> Task instructions
Return a copy of each line in the listing that includes the word "false".

===== Entries shown =====

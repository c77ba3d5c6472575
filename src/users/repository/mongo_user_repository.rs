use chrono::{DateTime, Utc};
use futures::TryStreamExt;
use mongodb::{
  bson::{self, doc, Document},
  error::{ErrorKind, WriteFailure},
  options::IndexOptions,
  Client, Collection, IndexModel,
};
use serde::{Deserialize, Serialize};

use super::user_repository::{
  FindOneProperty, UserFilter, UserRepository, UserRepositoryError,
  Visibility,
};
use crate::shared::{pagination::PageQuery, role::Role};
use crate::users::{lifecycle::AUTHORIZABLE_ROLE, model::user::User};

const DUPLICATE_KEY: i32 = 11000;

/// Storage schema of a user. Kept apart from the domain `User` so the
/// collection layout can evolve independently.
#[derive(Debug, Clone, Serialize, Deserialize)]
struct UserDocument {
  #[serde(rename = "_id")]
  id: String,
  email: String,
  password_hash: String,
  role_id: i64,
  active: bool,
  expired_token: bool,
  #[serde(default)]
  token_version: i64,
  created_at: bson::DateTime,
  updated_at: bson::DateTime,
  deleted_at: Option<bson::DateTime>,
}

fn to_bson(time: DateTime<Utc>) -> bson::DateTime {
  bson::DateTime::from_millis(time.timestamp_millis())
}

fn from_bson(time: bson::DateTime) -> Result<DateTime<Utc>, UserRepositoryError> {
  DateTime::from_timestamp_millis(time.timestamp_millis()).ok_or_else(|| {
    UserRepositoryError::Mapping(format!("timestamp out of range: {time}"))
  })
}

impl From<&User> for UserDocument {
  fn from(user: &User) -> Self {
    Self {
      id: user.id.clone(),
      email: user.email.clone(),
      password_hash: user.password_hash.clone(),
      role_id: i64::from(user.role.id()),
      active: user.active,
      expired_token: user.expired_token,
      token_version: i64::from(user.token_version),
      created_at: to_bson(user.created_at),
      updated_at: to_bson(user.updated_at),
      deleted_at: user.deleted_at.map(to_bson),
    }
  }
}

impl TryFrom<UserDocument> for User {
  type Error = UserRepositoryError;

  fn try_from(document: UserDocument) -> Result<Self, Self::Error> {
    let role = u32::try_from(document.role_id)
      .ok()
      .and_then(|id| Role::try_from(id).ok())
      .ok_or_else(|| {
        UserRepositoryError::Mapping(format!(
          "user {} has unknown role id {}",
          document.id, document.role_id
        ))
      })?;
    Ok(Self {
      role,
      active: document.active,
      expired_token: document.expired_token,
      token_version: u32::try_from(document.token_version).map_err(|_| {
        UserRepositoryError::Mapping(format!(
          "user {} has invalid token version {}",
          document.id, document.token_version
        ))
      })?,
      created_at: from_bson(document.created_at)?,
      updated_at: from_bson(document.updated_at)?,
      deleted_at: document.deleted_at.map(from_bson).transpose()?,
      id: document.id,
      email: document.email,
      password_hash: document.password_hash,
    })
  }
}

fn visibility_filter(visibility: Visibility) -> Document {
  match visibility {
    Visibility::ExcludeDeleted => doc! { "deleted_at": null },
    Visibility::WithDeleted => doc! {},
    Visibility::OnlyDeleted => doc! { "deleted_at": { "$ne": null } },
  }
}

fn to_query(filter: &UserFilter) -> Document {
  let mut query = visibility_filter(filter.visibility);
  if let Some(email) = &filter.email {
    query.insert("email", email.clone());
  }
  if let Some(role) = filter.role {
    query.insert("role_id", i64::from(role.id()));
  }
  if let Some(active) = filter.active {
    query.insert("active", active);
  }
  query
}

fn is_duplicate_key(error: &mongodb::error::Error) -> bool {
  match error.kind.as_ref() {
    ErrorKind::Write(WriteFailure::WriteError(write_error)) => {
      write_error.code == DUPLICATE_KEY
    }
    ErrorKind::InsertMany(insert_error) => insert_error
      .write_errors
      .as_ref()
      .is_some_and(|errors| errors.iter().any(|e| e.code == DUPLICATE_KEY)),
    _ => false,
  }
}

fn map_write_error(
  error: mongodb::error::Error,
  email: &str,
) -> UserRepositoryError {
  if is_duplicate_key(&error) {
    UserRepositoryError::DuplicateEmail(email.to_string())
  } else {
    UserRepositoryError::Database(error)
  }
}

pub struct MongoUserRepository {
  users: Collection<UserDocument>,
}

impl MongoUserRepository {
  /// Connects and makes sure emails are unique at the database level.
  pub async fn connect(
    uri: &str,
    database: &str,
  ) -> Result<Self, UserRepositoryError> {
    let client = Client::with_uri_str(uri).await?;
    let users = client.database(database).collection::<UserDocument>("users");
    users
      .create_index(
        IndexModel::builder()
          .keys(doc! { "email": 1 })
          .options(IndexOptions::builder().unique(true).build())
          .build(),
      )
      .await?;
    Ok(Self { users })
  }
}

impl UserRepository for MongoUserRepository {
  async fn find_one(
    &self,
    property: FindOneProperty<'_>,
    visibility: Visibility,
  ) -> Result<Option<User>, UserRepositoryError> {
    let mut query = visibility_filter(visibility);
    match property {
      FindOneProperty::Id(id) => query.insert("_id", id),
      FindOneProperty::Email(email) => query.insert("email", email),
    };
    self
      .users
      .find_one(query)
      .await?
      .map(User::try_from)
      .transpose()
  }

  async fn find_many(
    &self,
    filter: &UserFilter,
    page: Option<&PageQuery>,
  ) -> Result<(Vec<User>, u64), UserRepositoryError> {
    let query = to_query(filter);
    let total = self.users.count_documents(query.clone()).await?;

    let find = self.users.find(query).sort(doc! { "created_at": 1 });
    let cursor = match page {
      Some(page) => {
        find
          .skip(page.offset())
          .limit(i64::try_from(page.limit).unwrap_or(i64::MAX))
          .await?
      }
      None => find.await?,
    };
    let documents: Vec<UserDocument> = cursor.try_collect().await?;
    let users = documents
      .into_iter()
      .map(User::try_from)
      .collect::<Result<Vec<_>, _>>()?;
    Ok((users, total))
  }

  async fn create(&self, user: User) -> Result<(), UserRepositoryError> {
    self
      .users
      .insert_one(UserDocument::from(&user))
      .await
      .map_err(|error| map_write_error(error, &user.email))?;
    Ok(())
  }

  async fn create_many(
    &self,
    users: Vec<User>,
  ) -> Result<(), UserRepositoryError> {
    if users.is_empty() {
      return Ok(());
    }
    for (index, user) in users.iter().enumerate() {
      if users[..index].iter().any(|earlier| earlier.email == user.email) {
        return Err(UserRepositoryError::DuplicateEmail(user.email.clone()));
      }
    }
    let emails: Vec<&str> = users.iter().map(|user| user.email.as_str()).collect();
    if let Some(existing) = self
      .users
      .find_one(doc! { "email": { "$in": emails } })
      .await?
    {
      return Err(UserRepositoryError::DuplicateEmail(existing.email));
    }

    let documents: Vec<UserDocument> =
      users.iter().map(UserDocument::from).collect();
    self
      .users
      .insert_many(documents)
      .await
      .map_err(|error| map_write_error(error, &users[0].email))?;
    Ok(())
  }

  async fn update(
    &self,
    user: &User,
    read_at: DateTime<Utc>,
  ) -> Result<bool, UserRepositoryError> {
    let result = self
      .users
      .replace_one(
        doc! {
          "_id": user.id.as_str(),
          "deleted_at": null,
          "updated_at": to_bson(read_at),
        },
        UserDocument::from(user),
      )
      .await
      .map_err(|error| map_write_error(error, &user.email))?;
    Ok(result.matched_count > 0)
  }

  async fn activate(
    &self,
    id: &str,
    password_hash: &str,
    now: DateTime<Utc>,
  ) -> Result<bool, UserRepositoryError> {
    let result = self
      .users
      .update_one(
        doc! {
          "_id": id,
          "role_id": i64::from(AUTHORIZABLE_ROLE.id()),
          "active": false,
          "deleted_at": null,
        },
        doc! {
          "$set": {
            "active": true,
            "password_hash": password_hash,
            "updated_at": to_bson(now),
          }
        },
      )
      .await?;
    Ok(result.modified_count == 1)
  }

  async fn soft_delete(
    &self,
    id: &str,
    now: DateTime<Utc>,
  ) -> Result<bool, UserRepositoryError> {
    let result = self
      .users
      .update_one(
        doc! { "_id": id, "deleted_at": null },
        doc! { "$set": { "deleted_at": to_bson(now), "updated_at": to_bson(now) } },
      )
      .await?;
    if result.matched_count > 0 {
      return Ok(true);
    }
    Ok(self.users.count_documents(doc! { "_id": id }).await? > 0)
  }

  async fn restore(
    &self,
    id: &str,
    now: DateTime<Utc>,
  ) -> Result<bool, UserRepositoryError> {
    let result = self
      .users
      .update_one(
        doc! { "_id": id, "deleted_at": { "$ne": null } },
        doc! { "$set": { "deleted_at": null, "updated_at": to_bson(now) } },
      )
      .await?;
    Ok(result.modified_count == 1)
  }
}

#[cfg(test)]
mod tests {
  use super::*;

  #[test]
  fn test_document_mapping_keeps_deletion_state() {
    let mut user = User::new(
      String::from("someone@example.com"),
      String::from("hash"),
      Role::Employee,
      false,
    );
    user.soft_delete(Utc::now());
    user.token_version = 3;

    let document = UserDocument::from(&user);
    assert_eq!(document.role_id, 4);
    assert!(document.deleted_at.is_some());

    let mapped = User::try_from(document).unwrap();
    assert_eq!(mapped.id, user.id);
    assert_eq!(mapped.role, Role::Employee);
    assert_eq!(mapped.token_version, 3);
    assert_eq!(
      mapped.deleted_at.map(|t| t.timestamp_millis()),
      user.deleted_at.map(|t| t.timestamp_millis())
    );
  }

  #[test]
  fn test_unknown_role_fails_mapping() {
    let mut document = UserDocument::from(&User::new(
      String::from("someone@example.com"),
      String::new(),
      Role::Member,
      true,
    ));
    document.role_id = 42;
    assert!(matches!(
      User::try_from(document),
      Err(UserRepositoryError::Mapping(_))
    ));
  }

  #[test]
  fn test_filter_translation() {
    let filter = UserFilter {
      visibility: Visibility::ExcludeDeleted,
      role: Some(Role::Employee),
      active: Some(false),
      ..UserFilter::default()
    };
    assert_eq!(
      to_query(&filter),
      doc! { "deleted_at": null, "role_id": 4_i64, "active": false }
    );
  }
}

=====

> Result of this task
    _ => false,
          "active": false,
      false,
      active: Some(false),
      doc! { "deleted_at": null, "role_id": 4_i64, "active": false }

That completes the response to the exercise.